§ **Problem to work on**
Beneath this line is the data. Output exactly the lines from the line with "use crate::store::StoreClient;" to the line with "has been installed.", both ends included, and nothing more.

[Stored data entries]

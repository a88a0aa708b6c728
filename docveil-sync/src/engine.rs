//! Push/pull cycles for one document session.
//!
//! The engine owns no timers; [`crate::scheduler`] decides when to call
//! [`SyncEngine::push`] and [`SyncEngine::pull`]. A single in-flight flag
//! covers both directions: a cycle requested while another one runs is
//! skipped, not queued.

use crate::error::{SyncError, SyncResult};
use crate::session::DocumentSession;
use crate::store::StoreClient;
use crate::types::EncryptedDocument;
use docveil_crypto::{decrypt, encrypt_bytes};
use docveil_oplog::{DocumentPayload, LastWriterWins, MergeStrategy, Snapshot, apply_remote};
use parking_lot::Mutex;
use std::sync::Arc;
use std::sync::atomic::{AtomicBool, Ordering};
use tracing::{debug, info, warn};

/// Receives the new snapshot after a remote change has been installed.
pub trait Renderer: Send + Sync {
    fn render(&self, snapshot: &Snapshot);
}

/// Whether a cycle is running.
#[derive(Clone, Copy, Debug, PartialEq, Eq)]
pub enum SyncState {
    Idle,
    Syncing,
}

#[derive(Clone, Copy, Debug, PartialEq, Eq)]
pub enum PushOutcome {
    /// The encrypted document was written at this local version.
    Uploaded { version: u64 },
    /// Content identical to the last uploaded or pulled content.
    Unchanged,
    /// Another cycle was in flight.
    Skipped,
    /// The session was torn down while the upload was pending.
    Discarded,
}

#[derive(Clone, Copy, Debug, PartialEq, Eq)]
pub enum PullOutcome {
    /// Remote content replaced the local state. `version` is the local
    /// counter after the replacement, not a version read from the remote.
    Applied { version: u64 },
    /// Remote text is byte-identical to what was last observed.
    Unchanged,
    /// Remote blob has no content yet.
    Empty,
    /// Another cycle was in flight.
    Skipped,
    /// The session was torn down while the read was pending.
    Discarded,
}

#[derive(Default)]
struct Markers {
    /// Digest of the last content uploaded or installed from the remote.
    last_digest: Option<String>,
    /// Blob text last written or read.
    last_remote_text: Option<String>,
}

/// Clears the in-flight flag when a cycle ends, on every exit path.
struct InFlightGuard<'a>(&'a AtomicBool);

impl<'a> InFlightGuard<'a> {
    fn acquire(flag: &'a AtomicBool) -> Option<Self> {
        flag.compare_exchange(false, true, Ordering::AcqRel, Ordering::Acquire)
            .ok()
            .map(|_| Self(flag))
    }
}

impl Drop for InFlightGuard<'_> {
    fn drop(&mut self) {
        self.0.store(false, Ordering::Release);
    }
}

/// Synchronizes a [`DocumentSession`] with its remote blob.
pub struct SyncEngine {
    session: Arc<DocumentSession>,
    client: StoreClient,
    merge: Box<dyn MergeStrategy>,
    renderer: Option<Arc<dyn Renderer>>,
    in_flight: AtomicBool,
    torn_down: AtomicBool,
    markers: Mutex<Markers>,
}

impl SyncEngine {
    /// Creates an engine using last-writer-wins merging.
    pub fn new(session: Arc<DocumentSession>, client: StoreClient) -> Self {
        let (opened_text, opened_digest) = session.opened_markers();
        Self {
            session,
            client,
            merge: Box::new(LastWriterWins),
            renderer: None,
            in_flight: AtomicBool::new(false),
            torn_down: AtomicBool::new(false),
            markers: Mutex::new(Markers {
                last_digest: opened_digest,
                last_remote_text: Some(opened_text),
            }),
        }
    }

    pub fn with_merge_strategy(mut self, merge: Box<dyn MergeStrategy>) -> Self {
        self.merge = merge;
        self
    }

    pub fn with_renderer(mut self, renderer: Arc<dyn Renderer>) -> Self {
        self.renderer = Some(renderer);
        self
    }

    pub fn session(&self) -> &Arc<DocumentSession> {
        &self.session
    }

    pub fn state(&self) -> SyncState {
        if self.in_flight.load(Ordering::Acquire) {
            SyncState::Syncing
        } else {
            SyncState::Idle
        }
    }

    /// Stops the engine from starting new cycles. Cycles already awaiting
    /// the store finish, but their results are discarded.
    pub fn teardown(&self) {
        if !self.torn_down.swap(true, Ordering::AcqRel) {
            info!("sync engine for {} torn down", self.session.doc_id());
        }
    }

    pub fn is_torn_down(&self) -> bool {
        self.torn_down.load(Ordering::Acquire)
    }

    /// Encrypts and uploads the local state if it changed.
    pub async fn push(&self) -> SyncResult<PushOutcome> {
        if self.is_torn_down() {
            return Err(SyncError::SessionClosed);
        }
        let Some(_guard) = InFlightGuard::acquire(&self.in_flight) else {
            debug!("push skipped, cycle in flight");
            return Ok(PushOutcome::Skipped);
        };

        let (payload, digest) = self.session.content_digest()?;
        if self.markers.lock().last_digest.as_deref() == Some(digest.as_str()) {
            return Ok(PushOutcome::Unchanged);
        }

        let version = self.session.version();
        let doc = EncryptedDocument {
            cipher: Some(encrypt_bytes(self.session.key(), &payload)?),
            ..EncryptedDocument::empty(self.session.keyring())
        };
        let text = doc.to_json()?;

        if let Err(e) = self.client.update(self.session.remote_id(), &text).await {
            warn!("push of {} failed: {e}", self.session.doc_id());
            return Err(e);
        }
        if self.is_torn_down() {
            return Ok(PushOutcome::Discarded);
        }

        let mut markers = self.markers.lock();
        markers.last_digest = Some(digest);
        markers.last_remote_text = Some(text);
        debug!("pushed {} at v{version}", self.session.doc_id());
        Ok(PushOutcome::Uploaded { version })
    }

    /// Fetches the remote blob and installs it if it changed.
    pub async fn pull(&self) -> SyncResult<PullOutcome> {
        if self.is_torn_down() {
            return Err(SyncError::SessionClosed);
        }
        let Some(_guard) = InFlightGuard::acquire(&self.in_flight) else {
            debug!("pull skipped, cycle in flight");
            return Ok(PullOutcome::Skipped);
        };

        let blob = match self.client.read(self.session.remote_id()).await {
            Ok(blob) => blob,
            Err(e) => {
                warn!("pull of {} failed: {e}", self.session.doc_id());
                return Err(e);
            }
        };
        if self.is_torn_down() {
            return Ok(PullOutcome::Discarded);
        }
        if self.markers.lock().last_remote_text.as_deref() == Some(blob.text.as_str()) {
            return Ok(PullOutcome::Unchanged);
        }

        // Nothing local changes until the remote content has authenticated
        // under the document key.
        let doc = EncryptedDocument::parse(&blob.text)?;
        let Some(ref cipher) = doc.cipher else {
            self.markers.lock().last_remote_text = Some(blob.text);
            return Ok(PullOutcome::Empty);
        };
        let payload: DocumentPayload = decrypt(cipher, self.session.key())?;

        let added = self.session.merge_keyring(&doc.keyring);
        if added > 0 {
            debug!("learned {added} keyring entries from remote");
        }

        let snapshot = self.session.with_state(|state| {
            apply_remote(state, payload, self.merge.as_ref());
            state.snapshot().clone()
        });
        let (_, digest) = self.session.content_digest()?;
        {
            let mut markers = self.markers.lock();
            markers.last_digest = Some(digest);
            markers.last_remote_text = Some(blob.text);
        }

        debug!(
            "applied remote v{} to {} ({})",
            snapshot.version,
            self.session.doc_id(),
            self.merge.name()
        );
        if let Some(ref renderer) = self.renderer {
            renderer.render(&snapshot);
        }
        Ok(PullOutcome::Applied {
            version: snapshot.version,
        })
    }
}
//! Encryption layer for docveil.
//!
//! Provides client-side end-to-end encryption for collaborative documents:
//! - AES-256-GCM envelopes with a fresh random IV per call
//! - RSA-OAEP (2048, SHA-256) identity keys for sharing document keys
//! - PBKDF2-HMAC-SHA256 PIN protection of the identity private key
//!
//! # Architecture
//!
//! 1. **Document key**: a random 256-bit [`SymmetricKey`], one per document.
//!    All document content is encrypted under it as an [`Envelope`].
//!
//! 2. **Identity keypair**: each member holds an RSA keypair. The document
//!    key is wrapped under every member's public key and the wrapped copies
//!    form the document's keyring.
//!
//! 3. **PIN**: the identity private key is only persisted encrypted under a
//!    key derived from the member's PIN.

mod cipher;
mod error;
pub mod identity;
mod key;
pub mod pin;

pub use cipher::{
    CellEnvelope, Envelope, NONCE_SIZE, TAG_SIZE, decrypt, decrypt_bytes, decrypt_cell, encrypt,
    encrypt_bytes, encrypt_cell,
};
pub use error::{CryptoError, CryptoResult};
pub use identity::{
    IdentityKeyPair, IdentityPrivateKey, IdentityPublicKey, generate_identity_keypair,
    unwrap_key, unwrap_key_base64, wrap_key, wrap_key_base64,
};
pub use key::{KEY_SIZE, KdfParams, SALT_SIZE, Salt, SymmetricKey, derive_key, generate_symmetric_key};
pub use pin::{PinPolicy, PinProtectedPrivateKey, decrypt_private_key, encrypt_private_key};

§ **Response to this task**
use crate::store::StoreClient;
use crate::types::EncryptedDocument;
use docveil_crypto::{decrypt, encrypt_bytes};
use docveil_oplog::{DocumentPayload, LastWriterWins, MergeStrategy, Snapshot, apply_remote};
use parking_lot::Mutex;
use std::sync::Arc;
use std::sync::atomic::{AtomicBool, Ordering};
use tracing::{debug, info, warn};

/// Receives the new snapshot after a remote change has been installed.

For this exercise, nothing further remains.